Check each line of the data below for the word "device". How many lines have it? Answer with the number alone.

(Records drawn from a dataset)
- - -
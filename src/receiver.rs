//! The receive state machine: classifies uart events into break, mark after
//! break and slot boundaries, validates their timing, double-buffers
//! packets and dispatches registered [Responder]s.

use alloc::boxed::Box;

use crate::buffers::PacketBuffers;
use crate::consts::{
    CHAR_TIME_US, MAX_IDLE_TIME_US, MAX_PACKET_TIME_US, MIN_BREAK_TIME_US, MIN_MAB_TIME_US,
    MIN_PACKET_TIME_US, DMX_SLOTS_BAUD,
};
use crate::responder::{Responder, ResponderError, ResponderTable};
use crate::timer::OneShotTimer;
use crate::uart_driver::{DmxUartDriver, IdleLineType, SERIAL_8N2};

/// Timing and size measurements of the most recently received packet.
///
/// The private `next_*` fields collect measurements for the packet still on
/// the wire; they are promoted into the public fields when that packet
/// completes.
#[derive(Debug, Clone, Copy, Default, PartialEq, Eq)]
#[cfg_attr(feature = "defmt", derive(defmt::Format))]
pub struct PacketStats {
    /// Number of slots including the start code.
    pub size: usize,
    /// Millisecond timestamp of packet completion.
    pub timestamp_ms: u32,
    /// Break start to the end of the last slot.
    pub packet_time_us: u32,
    /// Distance from the previous packet's break to this packet's break.
    /// Zero for the first packet after the receiver started.
    pub break_to_break_time_us: u32,
    /// Break start to the start bit of the first slot.
    pub break_plus_mab_time_us: u32,
    /// Break duration. Zero when no mark-after-break edge was observed.
    pub break_time_us: u32,
    /// Mark-after-break duration. Zero when no edge was observed.
    pub mab_time_us: u32,
    /// True if the packet was kept despite a break-to-break distance below
    /// the minimum.
    pub is_short: bool,
    next_break_to_break_time_us: u32,
    next_break_plus_mab_time_us: u32,
    next_break_time_us: u32,
    next_mab_time_us: u32,
}

/// Monotone counters for timing and framing anomalies.
#[derive(Debug, Clone, Copy, Default, PartialEq, Eq)]
#[cfg_attr(feature = "defmt", derive(defmt::Format))]
pub struct ErrorStats {
    pub packet_timeout_count: u32,
    pub framing_error_count: u32,
    pub short_packet_count: u32,
}

#[derive(Debug, Clone, Copy, PartialEq, Eq)]
#[cfg_attr(feature = "defmt", derive(defmt::Format))]
enum RecvState {
    /// Waiting for a break.
    Idle,
    /// A break candidate has been observed, the first slot hasn't.
    Break,
    /// Slots are streaming.
    Data,
}

/// Reply parameters captured from a responder before the turnaround.
struct ReplyPlan {
    len: usize,
    send_break: bool,
    break_time_us: u32,
    mab_time_us: u32,
    pre_delay_us: u32,
    pre_data_delay_us: u32,
}

/// A DMX receiver for one uart port.
///
/// Event methods (`receive_*`) are called at interrupt priority through the
/// [crate::registry] trampolines; everything else runs at thread priority
/// inside the same [crate::registry::PortCell] critical section, which is
/// what keeps the two sides serialized.
pub struct Receiver<D: DmxUartDriver, T: OneShotTimer> {
    driver: D,
    timer: T,
    began: bool,
    state: RecvState,
    buffers: PacketBuffers,
    /// Size visible to readers; forced to zero by an eaten packet.
    published_size: usize,
    packet_avail: bool,
    packet_count: u32,
    packet_stats: PacketStats,
    error_stats: ErrorStats,
    connected: bool,
    connect_change_fn: Option<fn(bool)>,
    keep_short_packets: bool,
    tx_enabled: bool,
    break_start_time: u32,
    last_break_start_time: u32,
    have_last_break: bool,
    mab_start_time: u32,
    seen_mab_start: bool,
    last_slot_end_time: u32,
    responders: Option<ResponderTable>,
}
//! Hardware abstraction consumed by [crate::receiver::Receiver] and
//! [crate::sender::Sender]. Implement [DmxUartDriver] once per SoC family;
//! the state machines themselves stay hardware agnostic.

/// Parity of a uart character.
#[derive(Debug, Clone, Copy, PartialEq, Eq)]
#[cfg_attr(feature = "defmt", derive(defmt::Format))]
pub enum Parity {
    None,
    Even,
    Odd,
}

/// Character format of a uart port.
#[derive(Debug, Clone, Copy, PartialEq, Eq)]
#[cfg_attr(feature = "defmt", derive(defmt::Format))]
pub struct SerialFormat {
    pub data_bits: u8,
    pub parity: Parity,
    pub stop_bits: u8,
}

/// 8 data bits, no parity, 1 stop bit. Used for break generation.
pub const SERIAL_8N1: SerialFormat = SerialFormat {
    data_bits: 8,
    parity: Parity::None,
    stop_bits: 1,
};

/// 8 data bits, no parity, 2 stop bits. The DMX512 slot format.
pub const SERIAL_8N2: SerialFormat = SerialFormat {
    data_bits: 8,
    parity: Parity::None,
    stop_bits: 2,
};

/// Which line condition raises the idle event.
///
/// While hunting for the mark after break the receiver wants the idle event
/// as soon as the line has been high for one start bit. Once slots are
/// streaming it wants the event one character after the last stop bit, so
/// the idle watchdog doesn't fire inside a start bit.
#[derive(Debug, Clone, Copy, PartialEq, Eq)]
#[cfg_attr(feature = "defmt", derive(defmt::Format))]
pub enum IdleLineType {
    AfterStartBit,
    AfterStopBit,
}

/// Per-SoC timing descriptor reported by a driver.
///
/// The timer adjust compensates for the latency of arming the one-shot MAB
/// timer and is subtracted from the requested MAB. The break limits bound
/// what the device can generate by baud switching.
#[derive(Debug, Clone, Copy, PartialEq, Eq)]
#[cfg_attr(feature = "defmt", derive(defmt::Format))]
pub struct UartCapabilities {
    pub mab_timer_adjust_us: u32,
    pub min_break_time_us: u32,
    pub max_break_time_us: u32,
}

impl Default for UartCapabilities {
    fn default() -> Self {
        Self {
            mab_timer_adjust_us: 0,
            min_break_time_us: crate::consts::MIN_BREAK_TIME_US,
            max_break_time_us: crate::consts::MAX_PACKET_TIME_US,
        }
    }
}

/// Object to implement access to one hardware uart.
///
/// Receive events (byte, framing error, line idle) are not part of this
/// trait: the driver's interrupt handlers deliver them through the
/// [crate::registry] trampolines together with a hardware timestamp, in
/// strict hardware order.
pub trait DmxUartDriver {
    /// A driver specific error.
    type Error;

    /// Timing descriptor for this port.
    fn capabilities(&self) -> UartCapabilities {
        UartCapabilities::default()
    }

    /// Set baud rate and character format.
    fn configure(&mut self, baud: u32, format: SerialFormat) -> Result<(), Self::Error>;

    fn rx_enable(&mut self, enable: bool);

    fn tx_enable(&mut self, enable: bool);

    /// Drive the transceiver direction (high = transmit). Implementations
    /// without a direction pin may ignore this.
    fn set_tx_not_rx(&mut self, tx: bool);

    /// True if the receive FIFO holds bytes that arrived ahead of the most
    /// recent status event.
    fn rx_pending(&self) -> bool;

    /// Pop one byte from the receive FIFO.
    fn read_byte(&mut self) -> u8;

    /// Write one byte to the transmit data register. Only valid after a
    /// data-ready interrupt.
    fn tx_write_byte(&mut self, b: u8);

    /// Write synchronously, blocking until the FIFO has drained. Used for
    /// responder replies only.
    fn tx_raw(&mut self, frame: &[u8]) -> Result<(), Self::Error>;

    /// Emit a break plus mark-after-break synchronously using raw level
    /// control, bypassing the transmit state machine. Used for responder
    /// replies only.
    fn tx_break(&mut self, break_time_us: u32, mab_time_us: u32) -> Result<(), Self::Error>;

    /// Enable the transmit-data-register-empty interrupt.
    fn tx_enable_data_interrupt(&mut self, enable: bool);

    /// Enable the transmit-complete interrupt, raised once the stop bits of
    /// the last character have left the shift register.
    fn tx_enable_complete_interrupt(&mut self, enable: bool);

    fn set_idle_line_type(&mut self, idle_type: IdleLineType);

    /// Arm a rising-edge interrupt on the RX input pin, reported through
    /// [crate::registry::rx_pin_rising]. Returns false if the device has no
    /// such pin interrupt.
    fn watch_rx_pin(&mut self, enable: bool) -> bool {
        let _ = enable;
        false
    }

    /// Microsecond timestamp from the hardware timebase. Wraps.
    fn now_us(&self) -> u32;

    /// Millisecond timestamp from the hardware timebase. Wraps.
    fn now_ms(&self) -> u32;
}
/// Start code for null/dimmer packets.
pub const DMX_NULL_START: u8 = 0x00;
/// Start code reserved for RDM (ANSI E1.20).
pub const SC_RDM: u8 = 0xCC;
/// Start code for ASCII text packets.
pub const SC_ASCII_TEXT: u8 = 0x17;

/// start code + 512 slots
pub const DMX_MAX_PACKET_SIZE: usize = 513;
/// Smallest packet that still satisfies the minimum break-to-break time
/// when sent back to back at full speed.
pub const DMX_MIN_PACKET_SIZE: usize = 25;

pub const DMX_SLOTS_BAUD: u32 = 250_000;
pub const DMX_BREAK_BAUD: u32 = 50_000;

/// One bit on the wire at 250 kbaud.
pub const BIT_TIME_US: u32 = 4;
/// start bit + 8 data bits + 2 stop bits
pub const CHAR_TIME_US: u32 = 11 * BIT_TIME_US;

pub const MIN_BREAK_TIME_US: u32 = 88;
pub const MIN_MAB_TIME_US: u32 = 8;

/// Minimum break-to-break time of a valid packet.
pub const MIN_PACKET_TIME_US: u32 = 1196;
/// Maximum break-to-break time.
pub const MAX_PACKET_TIME_US: u32 = 1_000_000;
/// Maximum mark time between slots (ANSI E1.11 recommendation).
pub const MAX_IDLE_TIME_US: u32 = 1_000_000;

/// Low pulse produced by one 0x00 character at [DMX_BREAK_BAUD], 8N1:
/// nine bit times of space.
pub const SERIAL_BREAK_TIME_US: u32 = 1_000_000 / DMX_BREAK_BAUD * 9;
/// Mark produced by the stop bit of the break character.
pub const SERIAL_MAB_TIME_US: u32 = 1_000_000 / DMX_BREAK_BAUD;
//! Script templating
//!
//! Code templates carry before/run/after scripts containing `$%name%$`
//! placeholders. A script is expanded once per program and then split into
//! the executable and its arguments.

use std::fmt;
use std::path::{Path, PathBuf};

use crate::constants::placeholders;
use crate::error::{AppError, AppResult};

/// Values substituted into a script for one program
#[derive(Debug, Clone, PartialEq, Eq)]
pub struct TemplateContext {
    /// Directory of the source file, including the trailing separator (may be empty)
    pub path_dir: String,
    /// File name with extension
    pub full_name: String,
    /// File name without extension
    pub file_stem: String,
    /// Task identifier
    pub task: String,
    /// Per-run random token
    pub random_token: String,
}

/// Expand every recognized placeholder in `template`.
///
/// Substitution is literal and happens in a fixed order: rand, path, full,
/// file, task. Unknown placeholders are left untouched.
pub fn expand(template: &str, ctx: &TemplateContext) -> String {
    template
        .replace(placeholders::RAND, &ctx.random_token)
        .replace(placeholders::PATH, &ctx.path_dir)
        .replace(placeholders::FULL, &ctx.full_name)
        .replace(placeholders::FILE, &ctx.file_stem)
        .replace(placeholders::TASK, &ctx.task)
}

/// Substitute the task identifier into a naming pattern
pub fn substitute_task(pattern: &str, task: &str) -> String {
    pattern.replace(placeholders::TASK, task)
}

/// Substitute a test identifier into the test-input naming pattern
pub fn substitute_test(pattern: &str, test_id: u64) -> String {
    pattern.replace(placeholders::TEST, &test_id.to_string())
}

/// Split a command line into tokens.
///
/// Whitespace runs separate tokens. Text inside `'...'` or `"..."` is kept
/// verbatim, whitespace included, and a quoted segment glued to unquoted
/// text joins the same token. `""` yields an empty argument.
pub fn split_command(line: &str) -> AppResult<Vec<String>> {
    let mut tokens = Vec::new();
    let mut current = String::new();
    let mut in_token = false;
    let mut quote: Option<char> = None;

    for c in line.chars() {
        match quote {
            Some(q) if c == q => quote = None,
            Some(_) => current.push(c),
            None if c == '"' || c == '\'' => {
                quote = Some(c);
                in_token = true;
            }
            None if c.is_whitespace() => {
                if in_token {
                    tokens.push(std::mem::take(&mut current));
                    in_token = false;
                }
            }
            None => {
                current.push(c);
                in_token = true;
            }
        }
    }

    if let Some(q) = quote {
        return Err(AppError::Configuration(format!(
            "unterminated {q} quote in command `{line}`"
        )));
    }
    if in_token {
        tokens.push(current);
    }

    Ok(tokens)
}

/// A fully expanded command, ready to spawn
#[derive(Debug, Clone, PartialEq, Eq)]
pub struct ResolvedCommand {
    line: String,
    program: String,
    args: Vec<String>,
    /// Working directory; the caller's when unset
    dir: Option<PathBuf>,
}

impl ResolvedCommand {
    /// Expand `template` and parse the result.
    ///
    /// Returns `Ok(None)` when the expansion is blank, which callers treat as
    /// "nothing to run".
    pub fn build(template: &str, ctx: &TemplateContext) -> AppResult<Option<Self>> {
        Self::parse(&expand(template, ctx))
    }

    /// Parse an already expanded command line
    pub fn parse(line: &str) -> AppResult<Option<Self>> {
        let line = line.trim();
        if line.is_empty() {
            return Ok(None);
        }

        let mut tokens = split_command(line)?.into_iter();
        let program = match tokens.next() {
            Some(program) if !program.is_empty() => program,
            _ => {
                return Err(AppError::Configuration(format!(
                    "command `{line}` has no executable"
                )));
            }
        };

        Ok(Some(Self {
            line: line.to_string(),
            program,
            args: tokens.collect(),
            dir: None,
        }))
    }

    /// Run this command from `dir`
    pub fn in_dir(mut self, dir: &Path) -> Self {
        self.dir = Some(dir.to_path_buf());
        self
    }

    /// The expanded command line as written in the template
    pub fn line(&self) -> &str {
        &self.line
    }

    pub fn program(&self) -> &str {
        &self.program
    }

    pub fn args(&self) -> &[String] {
        &self.args
    }

    pub fn dir(&self) -> Option<&Path> {
        self.dir.as_deref()
    }
}

impl fmt::Display for ResolvedCommand {
    fn fmt(&self, f: &mut fmt::Formatter<'_>) -> fmt::Result {
        write!(f, "{}", self.line)
    }
}

#[cfg(test)]
mod tests {
    use super::*;

    fn ctx() -> TemplateContext {
        TemplateContext {
            path_dir: "/work/".to_string(),
            full_name: "A.cpp".to_string(),
            file_stem: "A".to_string(),
            task: "A".to_string(),
            random_token: "x1y2z3w4".to_string(),
        }
    }

    #[test]
    fn test_expand_all_placeholders() {
        let script = "g++ $%path%$$%full%$ -o $%path%$$%file%$-$%rand%$ # task $%task%$";
        assert_eq!(
            expand(script, &ctx()),
            "g++ /work/A.cpp -o /work/A-x1y2z3w4 # task A"
        );
    }

    #[test]
    fn test_unknown_placeholder_is_verbatim() {
        assert_eq!(expand("run $%lang%$ $%file%$", &ctx()), "run $%lang%$ A");
    }

    #[test]
    fn test_substitute_task_and_test() {
        let pattern = substitute_task("$%task%$GenTest$%test%$.in", "B");
        assert_eq!(pattern, "BGenTest$%test%$.in");
        assert_eq!(substitute_test(&pattern, 42), "BGenTest42.in");
    }

    #[test]
    fn test_split_plain() {
        assert_eq!(
            split_command("  ./a.out   --fast\tx ").unwrap(),
            vec!["./a.out", "--fast", "x"]
        );
    }

    #[test]
    fn test_split_quotes() {
        assert_eq!(
            split_command(r#"sh -c "cat | tr a b" 'it"s' """#).unwrap(),
            vec!["sh", "-c", "cat | tr a b", "it\"s", ""]
        );
        assert_eq!(
            split_command(r#"--out="my file""#).unwrap(),
            vec!["--out=my file"]
        );
    }

    #[test]
    fn test_split_unterminated_quote() {
        assert!(split_command("echo 'oops").is_err());
    }

    #[test]
    fn test_blank_expansion_is_noop() {
        assert_eq!(ResolvedCommand::build("", &ctx()).unwrap(), None);
        assert_eq!(ResolvedCommand::build("   ", &ctx()).unwrap(), None);
    }

    #[test]
    fn test_build_command() {
        let cmd = ResolvedCommand::build("$%path%$$%file%$ --seed $%rand%$", &ctx())
            .unwrap()
            .unwrap();
        assert_eq!(cmd.program(), "/work/A");
        assert_eq!(cmd.args(), ["--seed".to_string(), "x1y2z3w4".to_string()]);
        assert_eq!(cmd.to_string(), "/work/A --seed x1y2z3w4");
        assert_eq!(cmd.dir(), None);

        let cmd = cmd.in_dir(Path::new("/work"));
        assert_eq!(cmd.dir(), Some(Path::new("/work")));
    }

    #[test]
    fn test_empty_program_is_error() {
        assert!(ResolvedCommand::parse(r#""" arg"#).is_err());
    }
}
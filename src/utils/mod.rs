//! Utility functions

pub mod random;
pub mod text;
pub mod time;

pub use random::generate_token;
pub use text::truncate_chars;
pub use time::{format_elapsed, format_milliseconds};
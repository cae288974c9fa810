//! Verdict determination for one stress test

use crate::constants::MAX_DIAGNOSTIC_CHARS;
use crate::runner::ProcessResult;
use crate::utils::{format_elapsed, truncate_chars};

/// Outcome of comparing the candidate against the reference for one test
#[derive(Debug, Clone, PartialEq, Eq)]
pub struct Verdict {
    /// Test identifier the verdict belongs to
    pub test_id: u64,
    /// Whether the candidate matched the reference
    pub correct: bool,
    /// Human-readable report, one line on success
    pub message: String,
}

impl Verdict {
    /// Create an accepted verdict
    pub fn accepted(test_id: u64, candidate: &ProcessResult) -> Self {
        Self {
            test_id,
            correct: true,
            message: format!("Test #{}: OK ({})", test_id, format_elapsed(candidate.elapsed)),
        }
    }

    /// Create a wrong answer verdict showing both token sequences
    pub fn wrong_answer(test_id: u64, expected: &[&str], found: &[&str]) -> Self {
        Self {
            test_id,
            correct: false,
            message: format!(
                "Test #{}: WRONG ANSWER\nexpected: {}\nfound:    {}",
                test_id,
                render(expected),
                render(found)
            ),
        }
    }

    /// Create a verdict for a candidate that did not exit cleanly
    pub fn execution_error(test_id: u64, candidate: &ProcessResult) -> Self {
        let stderr = candidate.stderr_excerpt();
        let mut message = format!("Test #{}: RUNTIME ERROR ({})", test_id, candidate.exit);
        if !stderr.is_empty() {
            message.push('\n');
            message.push_str(&stderr);
        }

        Self {
            test_id,
            correct: false,
            message,
        }
    }
}

/// Split output into whitespace-delimited tokens
pub fn tokens(output: &str) -> Vec<&str> {
    output.split_whitespace().collect()
}

/// Compare the reference output against the candidate's run.
///
/// Outputs are equal when their token sequences are equal, so trailing
/// newlines, repeated spaces and blank lines never matter.
pub fn compare(test_id: u64, reference: &[u8], candidate: &ProcessResult) -> Verdict {
    if !candidate.is_success() {
        return Verdict::execution_error(test_id, candidate);
    }

    let reference = String::from_utf8_lossy(reference);
    let found = String::from_utf8_lossy(&candidate.output);
    let expected_tokens = tokens(&reference);
    let found_tokens = tokens(&found);

    if expected_tokens == found_tokens {
        Verdict::accepted(test_id, candidate)
    } else {
        Verdict::wrong_answer(test_id, &expected_tokens, &found_tokens)
    }
}

fn render(tokens: &[&str]) -> String {
    if tokens.is_empty() {
        return "<empty>".to_string();
    }
    truncate_chars(&tokens.join(" "), MAX_DIAGNOSTIC_CHARS)
}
- - -
TASK RESPONSE => 2